Stored items
[Start of section]
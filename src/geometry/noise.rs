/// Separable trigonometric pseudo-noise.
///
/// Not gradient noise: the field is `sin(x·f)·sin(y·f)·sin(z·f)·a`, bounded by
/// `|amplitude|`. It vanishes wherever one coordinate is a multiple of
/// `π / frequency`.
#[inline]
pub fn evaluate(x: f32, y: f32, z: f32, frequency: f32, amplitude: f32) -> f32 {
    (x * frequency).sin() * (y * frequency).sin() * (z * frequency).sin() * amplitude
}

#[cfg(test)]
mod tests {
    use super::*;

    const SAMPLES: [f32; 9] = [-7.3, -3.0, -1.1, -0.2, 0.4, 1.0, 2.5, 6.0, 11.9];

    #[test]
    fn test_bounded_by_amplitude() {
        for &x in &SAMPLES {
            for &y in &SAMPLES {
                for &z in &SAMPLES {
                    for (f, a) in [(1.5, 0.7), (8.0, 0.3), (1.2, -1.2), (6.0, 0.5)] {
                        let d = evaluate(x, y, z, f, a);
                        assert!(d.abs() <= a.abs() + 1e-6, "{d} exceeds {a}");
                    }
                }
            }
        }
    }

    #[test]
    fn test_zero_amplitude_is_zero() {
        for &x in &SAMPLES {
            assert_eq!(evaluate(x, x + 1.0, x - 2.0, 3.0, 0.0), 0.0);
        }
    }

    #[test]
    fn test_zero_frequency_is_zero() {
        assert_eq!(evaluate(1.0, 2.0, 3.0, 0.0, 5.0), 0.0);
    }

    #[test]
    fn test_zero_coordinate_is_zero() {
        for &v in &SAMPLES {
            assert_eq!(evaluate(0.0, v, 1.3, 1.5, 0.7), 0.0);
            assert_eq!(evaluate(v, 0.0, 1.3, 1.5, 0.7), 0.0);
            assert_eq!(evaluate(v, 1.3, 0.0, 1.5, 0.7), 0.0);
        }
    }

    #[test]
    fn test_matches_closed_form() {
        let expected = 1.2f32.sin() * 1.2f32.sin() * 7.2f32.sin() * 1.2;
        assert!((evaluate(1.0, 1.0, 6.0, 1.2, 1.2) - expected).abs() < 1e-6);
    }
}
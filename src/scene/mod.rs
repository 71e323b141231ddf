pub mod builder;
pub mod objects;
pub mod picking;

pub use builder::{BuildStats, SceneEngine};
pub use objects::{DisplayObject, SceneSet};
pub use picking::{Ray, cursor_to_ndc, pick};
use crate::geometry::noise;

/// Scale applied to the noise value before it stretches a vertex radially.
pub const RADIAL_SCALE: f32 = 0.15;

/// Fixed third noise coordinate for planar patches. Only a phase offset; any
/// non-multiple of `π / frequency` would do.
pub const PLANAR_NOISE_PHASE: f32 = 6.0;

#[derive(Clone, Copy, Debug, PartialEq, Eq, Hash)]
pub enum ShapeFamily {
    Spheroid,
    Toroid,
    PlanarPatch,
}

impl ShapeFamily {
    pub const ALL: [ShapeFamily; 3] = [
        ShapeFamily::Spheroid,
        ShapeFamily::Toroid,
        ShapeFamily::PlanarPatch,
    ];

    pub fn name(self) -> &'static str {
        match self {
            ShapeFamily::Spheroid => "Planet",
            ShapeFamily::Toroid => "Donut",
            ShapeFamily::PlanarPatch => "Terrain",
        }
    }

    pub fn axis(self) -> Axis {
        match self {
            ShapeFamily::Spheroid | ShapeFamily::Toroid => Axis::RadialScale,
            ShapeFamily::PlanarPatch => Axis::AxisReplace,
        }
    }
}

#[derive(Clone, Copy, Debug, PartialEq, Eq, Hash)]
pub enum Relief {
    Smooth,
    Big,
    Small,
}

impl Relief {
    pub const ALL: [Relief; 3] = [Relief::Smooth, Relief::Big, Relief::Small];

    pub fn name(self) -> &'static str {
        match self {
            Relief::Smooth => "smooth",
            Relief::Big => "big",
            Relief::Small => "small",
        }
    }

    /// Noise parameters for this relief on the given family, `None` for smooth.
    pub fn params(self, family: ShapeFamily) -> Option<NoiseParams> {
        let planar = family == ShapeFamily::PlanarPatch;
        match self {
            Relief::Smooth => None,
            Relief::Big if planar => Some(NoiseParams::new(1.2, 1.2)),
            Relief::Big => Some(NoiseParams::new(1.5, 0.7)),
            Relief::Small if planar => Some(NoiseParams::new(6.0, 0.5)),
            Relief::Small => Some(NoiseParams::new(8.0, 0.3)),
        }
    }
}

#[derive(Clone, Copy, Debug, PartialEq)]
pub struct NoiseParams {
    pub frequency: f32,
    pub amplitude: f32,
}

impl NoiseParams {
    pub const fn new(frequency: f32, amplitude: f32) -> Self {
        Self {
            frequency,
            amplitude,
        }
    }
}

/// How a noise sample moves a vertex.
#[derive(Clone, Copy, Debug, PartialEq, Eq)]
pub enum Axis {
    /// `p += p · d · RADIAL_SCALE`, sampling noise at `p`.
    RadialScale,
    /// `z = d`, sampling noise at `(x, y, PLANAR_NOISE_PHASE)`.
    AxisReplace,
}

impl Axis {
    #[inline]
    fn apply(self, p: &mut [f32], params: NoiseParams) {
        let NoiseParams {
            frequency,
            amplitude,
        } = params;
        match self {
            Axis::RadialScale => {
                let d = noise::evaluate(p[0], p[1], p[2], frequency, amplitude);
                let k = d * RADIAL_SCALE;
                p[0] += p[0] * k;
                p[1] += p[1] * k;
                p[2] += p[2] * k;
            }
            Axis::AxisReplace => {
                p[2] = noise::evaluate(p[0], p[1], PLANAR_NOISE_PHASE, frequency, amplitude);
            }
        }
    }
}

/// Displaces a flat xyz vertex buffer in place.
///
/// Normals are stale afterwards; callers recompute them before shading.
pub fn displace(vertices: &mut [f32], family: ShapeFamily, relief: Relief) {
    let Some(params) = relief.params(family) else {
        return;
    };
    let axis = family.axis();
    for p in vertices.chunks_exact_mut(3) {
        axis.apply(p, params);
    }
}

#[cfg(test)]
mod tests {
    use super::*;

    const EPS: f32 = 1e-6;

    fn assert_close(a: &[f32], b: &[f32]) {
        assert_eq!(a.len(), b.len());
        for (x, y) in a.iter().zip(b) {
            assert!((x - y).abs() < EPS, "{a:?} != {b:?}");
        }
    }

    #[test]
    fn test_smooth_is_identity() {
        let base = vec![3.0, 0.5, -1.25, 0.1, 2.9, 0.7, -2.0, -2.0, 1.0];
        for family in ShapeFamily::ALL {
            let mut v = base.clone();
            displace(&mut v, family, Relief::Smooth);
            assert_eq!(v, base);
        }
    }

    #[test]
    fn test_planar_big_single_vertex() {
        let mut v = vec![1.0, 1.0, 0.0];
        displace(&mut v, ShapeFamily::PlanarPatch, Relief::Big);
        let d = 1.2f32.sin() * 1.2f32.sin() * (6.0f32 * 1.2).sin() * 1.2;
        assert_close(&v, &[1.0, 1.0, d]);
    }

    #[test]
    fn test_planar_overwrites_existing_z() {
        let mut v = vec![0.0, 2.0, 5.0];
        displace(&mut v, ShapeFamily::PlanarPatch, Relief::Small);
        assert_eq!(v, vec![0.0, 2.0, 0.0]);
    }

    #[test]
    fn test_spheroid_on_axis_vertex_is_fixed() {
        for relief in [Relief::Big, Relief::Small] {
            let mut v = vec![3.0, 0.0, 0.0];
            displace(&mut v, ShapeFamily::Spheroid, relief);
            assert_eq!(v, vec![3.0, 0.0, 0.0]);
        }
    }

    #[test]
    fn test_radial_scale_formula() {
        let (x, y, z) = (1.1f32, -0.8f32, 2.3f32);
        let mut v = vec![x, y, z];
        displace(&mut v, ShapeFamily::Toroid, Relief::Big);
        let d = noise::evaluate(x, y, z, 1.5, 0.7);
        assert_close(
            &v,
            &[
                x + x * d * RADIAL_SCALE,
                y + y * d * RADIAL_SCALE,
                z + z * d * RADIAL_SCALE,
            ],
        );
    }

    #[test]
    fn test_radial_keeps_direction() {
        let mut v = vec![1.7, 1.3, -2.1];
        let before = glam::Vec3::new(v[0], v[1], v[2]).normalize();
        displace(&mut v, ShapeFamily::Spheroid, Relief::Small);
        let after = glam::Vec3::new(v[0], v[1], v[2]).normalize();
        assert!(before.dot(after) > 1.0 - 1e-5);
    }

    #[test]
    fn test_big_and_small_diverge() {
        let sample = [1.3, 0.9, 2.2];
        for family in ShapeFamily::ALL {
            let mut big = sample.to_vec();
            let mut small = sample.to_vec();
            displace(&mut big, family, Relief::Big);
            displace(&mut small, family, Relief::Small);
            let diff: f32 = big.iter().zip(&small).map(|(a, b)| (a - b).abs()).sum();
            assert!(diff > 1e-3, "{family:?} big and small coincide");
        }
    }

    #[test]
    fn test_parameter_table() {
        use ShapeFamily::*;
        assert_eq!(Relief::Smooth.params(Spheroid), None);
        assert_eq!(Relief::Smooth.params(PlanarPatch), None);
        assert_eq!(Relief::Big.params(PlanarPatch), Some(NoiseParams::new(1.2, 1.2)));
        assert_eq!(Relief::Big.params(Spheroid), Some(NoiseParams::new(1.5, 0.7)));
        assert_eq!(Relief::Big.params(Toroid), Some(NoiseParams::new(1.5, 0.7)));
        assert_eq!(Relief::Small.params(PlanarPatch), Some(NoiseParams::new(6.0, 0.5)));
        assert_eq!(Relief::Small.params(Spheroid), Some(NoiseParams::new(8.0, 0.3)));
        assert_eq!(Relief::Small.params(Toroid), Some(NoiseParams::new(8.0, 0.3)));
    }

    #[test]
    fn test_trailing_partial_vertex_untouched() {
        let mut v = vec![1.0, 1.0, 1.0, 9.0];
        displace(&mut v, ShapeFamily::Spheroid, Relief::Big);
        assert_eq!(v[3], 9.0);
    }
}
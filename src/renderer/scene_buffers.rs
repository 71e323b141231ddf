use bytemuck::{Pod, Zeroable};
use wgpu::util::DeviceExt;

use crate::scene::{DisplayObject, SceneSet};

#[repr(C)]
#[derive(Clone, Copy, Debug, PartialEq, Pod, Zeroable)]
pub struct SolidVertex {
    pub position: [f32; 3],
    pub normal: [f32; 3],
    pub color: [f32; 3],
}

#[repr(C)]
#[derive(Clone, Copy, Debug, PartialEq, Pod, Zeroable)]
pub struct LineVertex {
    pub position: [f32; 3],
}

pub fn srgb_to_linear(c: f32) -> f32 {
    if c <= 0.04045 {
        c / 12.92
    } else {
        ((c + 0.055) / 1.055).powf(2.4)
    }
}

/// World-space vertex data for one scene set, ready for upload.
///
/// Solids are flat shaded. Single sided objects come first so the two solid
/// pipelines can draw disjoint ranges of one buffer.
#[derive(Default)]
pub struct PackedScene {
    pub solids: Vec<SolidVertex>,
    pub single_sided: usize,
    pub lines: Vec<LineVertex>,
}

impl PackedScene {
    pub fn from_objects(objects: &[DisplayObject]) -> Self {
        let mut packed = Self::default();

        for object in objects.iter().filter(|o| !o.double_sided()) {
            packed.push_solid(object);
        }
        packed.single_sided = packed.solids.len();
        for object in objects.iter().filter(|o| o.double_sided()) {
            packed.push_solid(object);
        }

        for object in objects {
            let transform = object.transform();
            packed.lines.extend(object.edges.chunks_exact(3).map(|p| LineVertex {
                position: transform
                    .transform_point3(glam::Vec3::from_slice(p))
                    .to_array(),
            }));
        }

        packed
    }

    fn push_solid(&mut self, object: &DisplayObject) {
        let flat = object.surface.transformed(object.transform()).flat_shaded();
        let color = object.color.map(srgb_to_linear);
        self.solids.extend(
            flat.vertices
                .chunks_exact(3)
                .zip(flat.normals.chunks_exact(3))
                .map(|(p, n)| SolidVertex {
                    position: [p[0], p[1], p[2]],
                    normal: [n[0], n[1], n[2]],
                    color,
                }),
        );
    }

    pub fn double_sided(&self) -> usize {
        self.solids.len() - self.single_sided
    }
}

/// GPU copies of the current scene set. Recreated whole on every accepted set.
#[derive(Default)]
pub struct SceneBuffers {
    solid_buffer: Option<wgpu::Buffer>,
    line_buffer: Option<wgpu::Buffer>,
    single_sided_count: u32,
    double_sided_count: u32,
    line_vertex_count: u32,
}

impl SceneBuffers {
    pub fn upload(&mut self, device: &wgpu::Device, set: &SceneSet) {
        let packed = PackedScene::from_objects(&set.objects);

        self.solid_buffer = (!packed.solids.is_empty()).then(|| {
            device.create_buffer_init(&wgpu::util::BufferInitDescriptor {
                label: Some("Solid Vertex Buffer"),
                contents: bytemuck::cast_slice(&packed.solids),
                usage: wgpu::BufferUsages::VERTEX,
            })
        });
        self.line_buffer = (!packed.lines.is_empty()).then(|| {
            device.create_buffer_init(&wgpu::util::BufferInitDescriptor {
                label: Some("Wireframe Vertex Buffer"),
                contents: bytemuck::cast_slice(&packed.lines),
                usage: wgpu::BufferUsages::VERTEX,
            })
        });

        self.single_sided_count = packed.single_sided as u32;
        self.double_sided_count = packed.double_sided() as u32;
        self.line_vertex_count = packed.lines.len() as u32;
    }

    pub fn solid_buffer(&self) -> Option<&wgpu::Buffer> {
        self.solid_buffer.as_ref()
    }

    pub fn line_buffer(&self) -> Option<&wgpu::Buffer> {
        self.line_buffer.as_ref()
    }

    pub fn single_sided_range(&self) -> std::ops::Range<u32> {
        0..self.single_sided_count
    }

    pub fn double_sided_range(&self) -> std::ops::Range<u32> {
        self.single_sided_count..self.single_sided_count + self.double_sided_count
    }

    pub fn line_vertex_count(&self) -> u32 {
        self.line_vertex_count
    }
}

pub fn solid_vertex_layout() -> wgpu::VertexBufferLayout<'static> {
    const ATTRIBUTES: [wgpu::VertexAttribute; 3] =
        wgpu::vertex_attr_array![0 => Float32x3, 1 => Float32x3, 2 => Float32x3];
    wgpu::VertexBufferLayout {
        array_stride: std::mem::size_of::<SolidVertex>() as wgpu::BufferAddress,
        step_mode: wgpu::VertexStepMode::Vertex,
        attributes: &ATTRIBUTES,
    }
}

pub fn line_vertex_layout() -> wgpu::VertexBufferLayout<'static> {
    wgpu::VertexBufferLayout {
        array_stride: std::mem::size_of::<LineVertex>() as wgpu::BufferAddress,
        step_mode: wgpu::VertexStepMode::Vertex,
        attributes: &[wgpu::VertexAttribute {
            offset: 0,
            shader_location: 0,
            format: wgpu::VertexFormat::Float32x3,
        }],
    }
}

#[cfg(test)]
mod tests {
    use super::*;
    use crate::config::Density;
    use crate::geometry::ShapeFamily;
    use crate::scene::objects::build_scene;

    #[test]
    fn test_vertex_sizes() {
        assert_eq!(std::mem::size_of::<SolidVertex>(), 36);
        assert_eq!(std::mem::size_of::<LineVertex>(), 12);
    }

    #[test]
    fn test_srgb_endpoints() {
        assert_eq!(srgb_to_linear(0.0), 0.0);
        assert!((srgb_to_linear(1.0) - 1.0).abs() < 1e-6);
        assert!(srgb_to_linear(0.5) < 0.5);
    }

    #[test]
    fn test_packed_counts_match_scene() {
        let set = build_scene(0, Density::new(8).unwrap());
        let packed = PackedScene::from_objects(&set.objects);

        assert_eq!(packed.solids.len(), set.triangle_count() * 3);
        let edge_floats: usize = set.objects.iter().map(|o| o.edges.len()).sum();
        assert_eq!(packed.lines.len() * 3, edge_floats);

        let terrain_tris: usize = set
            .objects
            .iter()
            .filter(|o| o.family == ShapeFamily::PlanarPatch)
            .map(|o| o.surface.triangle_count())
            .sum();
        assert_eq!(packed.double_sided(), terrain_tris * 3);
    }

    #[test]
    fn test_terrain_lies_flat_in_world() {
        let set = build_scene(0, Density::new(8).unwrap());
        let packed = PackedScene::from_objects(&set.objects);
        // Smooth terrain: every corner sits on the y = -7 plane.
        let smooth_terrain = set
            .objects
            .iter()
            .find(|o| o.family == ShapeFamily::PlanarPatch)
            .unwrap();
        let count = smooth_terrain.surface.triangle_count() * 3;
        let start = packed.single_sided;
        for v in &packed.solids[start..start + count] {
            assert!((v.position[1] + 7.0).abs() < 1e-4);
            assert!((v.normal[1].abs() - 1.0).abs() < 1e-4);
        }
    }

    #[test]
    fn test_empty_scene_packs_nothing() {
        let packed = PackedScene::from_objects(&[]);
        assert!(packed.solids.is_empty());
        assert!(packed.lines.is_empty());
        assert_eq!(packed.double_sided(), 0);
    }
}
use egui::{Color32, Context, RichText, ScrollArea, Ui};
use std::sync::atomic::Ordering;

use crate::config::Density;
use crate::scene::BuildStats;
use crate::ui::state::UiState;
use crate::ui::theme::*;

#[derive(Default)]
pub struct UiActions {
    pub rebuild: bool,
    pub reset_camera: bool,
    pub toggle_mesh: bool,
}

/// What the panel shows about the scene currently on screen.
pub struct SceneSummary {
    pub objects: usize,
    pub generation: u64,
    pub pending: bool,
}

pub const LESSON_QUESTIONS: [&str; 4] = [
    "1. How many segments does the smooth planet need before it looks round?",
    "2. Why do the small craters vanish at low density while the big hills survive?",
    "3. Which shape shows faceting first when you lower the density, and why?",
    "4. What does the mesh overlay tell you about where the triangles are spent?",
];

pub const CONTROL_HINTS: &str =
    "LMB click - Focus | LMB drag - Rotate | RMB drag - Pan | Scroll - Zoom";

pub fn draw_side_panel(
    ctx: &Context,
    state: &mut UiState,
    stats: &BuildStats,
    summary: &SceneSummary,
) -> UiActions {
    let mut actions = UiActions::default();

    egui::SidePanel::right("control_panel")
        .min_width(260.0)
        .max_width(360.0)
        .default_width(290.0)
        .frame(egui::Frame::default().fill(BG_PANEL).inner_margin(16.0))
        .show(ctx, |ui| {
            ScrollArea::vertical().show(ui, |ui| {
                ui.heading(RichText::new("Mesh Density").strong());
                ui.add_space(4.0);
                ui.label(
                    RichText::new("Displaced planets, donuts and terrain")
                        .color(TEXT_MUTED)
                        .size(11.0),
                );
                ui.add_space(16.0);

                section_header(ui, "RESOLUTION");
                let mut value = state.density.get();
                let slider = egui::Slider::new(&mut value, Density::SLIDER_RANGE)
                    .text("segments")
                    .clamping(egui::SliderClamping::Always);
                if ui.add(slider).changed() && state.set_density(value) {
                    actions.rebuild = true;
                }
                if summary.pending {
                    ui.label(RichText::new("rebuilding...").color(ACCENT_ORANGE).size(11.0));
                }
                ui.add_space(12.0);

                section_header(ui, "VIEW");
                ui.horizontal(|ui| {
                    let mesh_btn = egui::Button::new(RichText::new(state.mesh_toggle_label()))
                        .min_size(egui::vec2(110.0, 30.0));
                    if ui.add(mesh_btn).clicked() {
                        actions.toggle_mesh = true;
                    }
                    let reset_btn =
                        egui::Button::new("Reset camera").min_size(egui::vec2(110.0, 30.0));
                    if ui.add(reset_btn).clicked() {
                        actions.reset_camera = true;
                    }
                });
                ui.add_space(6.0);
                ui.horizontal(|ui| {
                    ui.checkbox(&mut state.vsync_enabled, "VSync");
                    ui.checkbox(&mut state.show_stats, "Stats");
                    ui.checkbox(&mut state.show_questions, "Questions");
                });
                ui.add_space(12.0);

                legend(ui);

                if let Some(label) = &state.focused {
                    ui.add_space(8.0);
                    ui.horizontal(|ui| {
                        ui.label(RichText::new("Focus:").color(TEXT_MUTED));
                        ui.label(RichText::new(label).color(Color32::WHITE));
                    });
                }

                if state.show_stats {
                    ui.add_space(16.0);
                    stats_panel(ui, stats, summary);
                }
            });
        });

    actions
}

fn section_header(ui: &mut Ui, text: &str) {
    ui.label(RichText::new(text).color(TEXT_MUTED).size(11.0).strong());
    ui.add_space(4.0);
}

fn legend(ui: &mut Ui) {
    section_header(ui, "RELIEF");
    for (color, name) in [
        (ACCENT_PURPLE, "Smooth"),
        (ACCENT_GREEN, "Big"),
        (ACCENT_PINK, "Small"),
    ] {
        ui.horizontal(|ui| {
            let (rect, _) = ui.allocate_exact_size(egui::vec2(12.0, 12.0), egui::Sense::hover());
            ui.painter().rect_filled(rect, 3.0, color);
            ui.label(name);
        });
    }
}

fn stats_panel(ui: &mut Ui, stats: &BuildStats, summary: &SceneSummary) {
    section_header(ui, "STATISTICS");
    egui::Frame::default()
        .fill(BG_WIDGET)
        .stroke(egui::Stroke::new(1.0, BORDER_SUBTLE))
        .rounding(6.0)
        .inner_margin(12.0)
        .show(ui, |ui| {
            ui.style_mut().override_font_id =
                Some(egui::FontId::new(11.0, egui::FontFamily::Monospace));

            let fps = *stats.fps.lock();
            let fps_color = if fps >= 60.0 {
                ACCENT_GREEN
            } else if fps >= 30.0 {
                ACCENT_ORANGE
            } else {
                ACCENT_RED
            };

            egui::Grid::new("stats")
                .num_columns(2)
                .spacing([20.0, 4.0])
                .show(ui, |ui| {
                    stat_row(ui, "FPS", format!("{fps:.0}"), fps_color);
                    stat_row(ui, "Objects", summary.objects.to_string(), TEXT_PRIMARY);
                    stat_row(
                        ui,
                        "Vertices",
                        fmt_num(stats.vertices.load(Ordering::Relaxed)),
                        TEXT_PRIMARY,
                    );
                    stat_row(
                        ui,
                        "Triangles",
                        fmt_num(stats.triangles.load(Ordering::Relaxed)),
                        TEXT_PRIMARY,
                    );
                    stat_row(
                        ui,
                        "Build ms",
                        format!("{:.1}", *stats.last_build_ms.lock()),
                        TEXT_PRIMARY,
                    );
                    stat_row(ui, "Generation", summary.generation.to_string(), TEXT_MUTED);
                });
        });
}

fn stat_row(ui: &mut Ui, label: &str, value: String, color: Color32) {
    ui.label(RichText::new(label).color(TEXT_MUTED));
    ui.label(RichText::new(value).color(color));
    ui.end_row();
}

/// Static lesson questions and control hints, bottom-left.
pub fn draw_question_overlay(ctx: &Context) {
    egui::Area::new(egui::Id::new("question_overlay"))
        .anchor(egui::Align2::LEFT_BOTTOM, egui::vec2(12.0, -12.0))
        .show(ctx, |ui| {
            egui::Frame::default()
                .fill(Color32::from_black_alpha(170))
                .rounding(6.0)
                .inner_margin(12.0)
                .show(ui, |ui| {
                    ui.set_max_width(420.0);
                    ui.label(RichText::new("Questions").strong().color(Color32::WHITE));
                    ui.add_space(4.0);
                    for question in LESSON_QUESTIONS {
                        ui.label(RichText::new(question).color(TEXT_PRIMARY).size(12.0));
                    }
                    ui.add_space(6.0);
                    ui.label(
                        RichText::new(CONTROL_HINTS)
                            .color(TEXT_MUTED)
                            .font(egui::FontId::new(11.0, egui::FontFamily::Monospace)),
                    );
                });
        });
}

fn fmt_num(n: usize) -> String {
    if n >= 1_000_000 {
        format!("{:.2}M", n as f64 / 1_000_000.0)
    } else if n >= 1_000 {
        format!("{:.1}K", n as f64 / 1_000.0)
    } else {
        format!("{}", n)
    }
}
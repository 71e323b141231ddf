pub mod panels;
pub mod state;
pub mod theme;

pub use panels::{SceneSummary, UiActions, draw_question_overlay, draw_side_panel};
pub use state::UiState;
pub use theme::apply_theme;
[End of section]
Select every line in the records above that contains the word "WHITE".

Exercise solution:
                        ui.label(RichText::new(label).color(Color32::WHITE));
                    ui.label(RichText::new("Questions").strong().color(Color32::WHITE));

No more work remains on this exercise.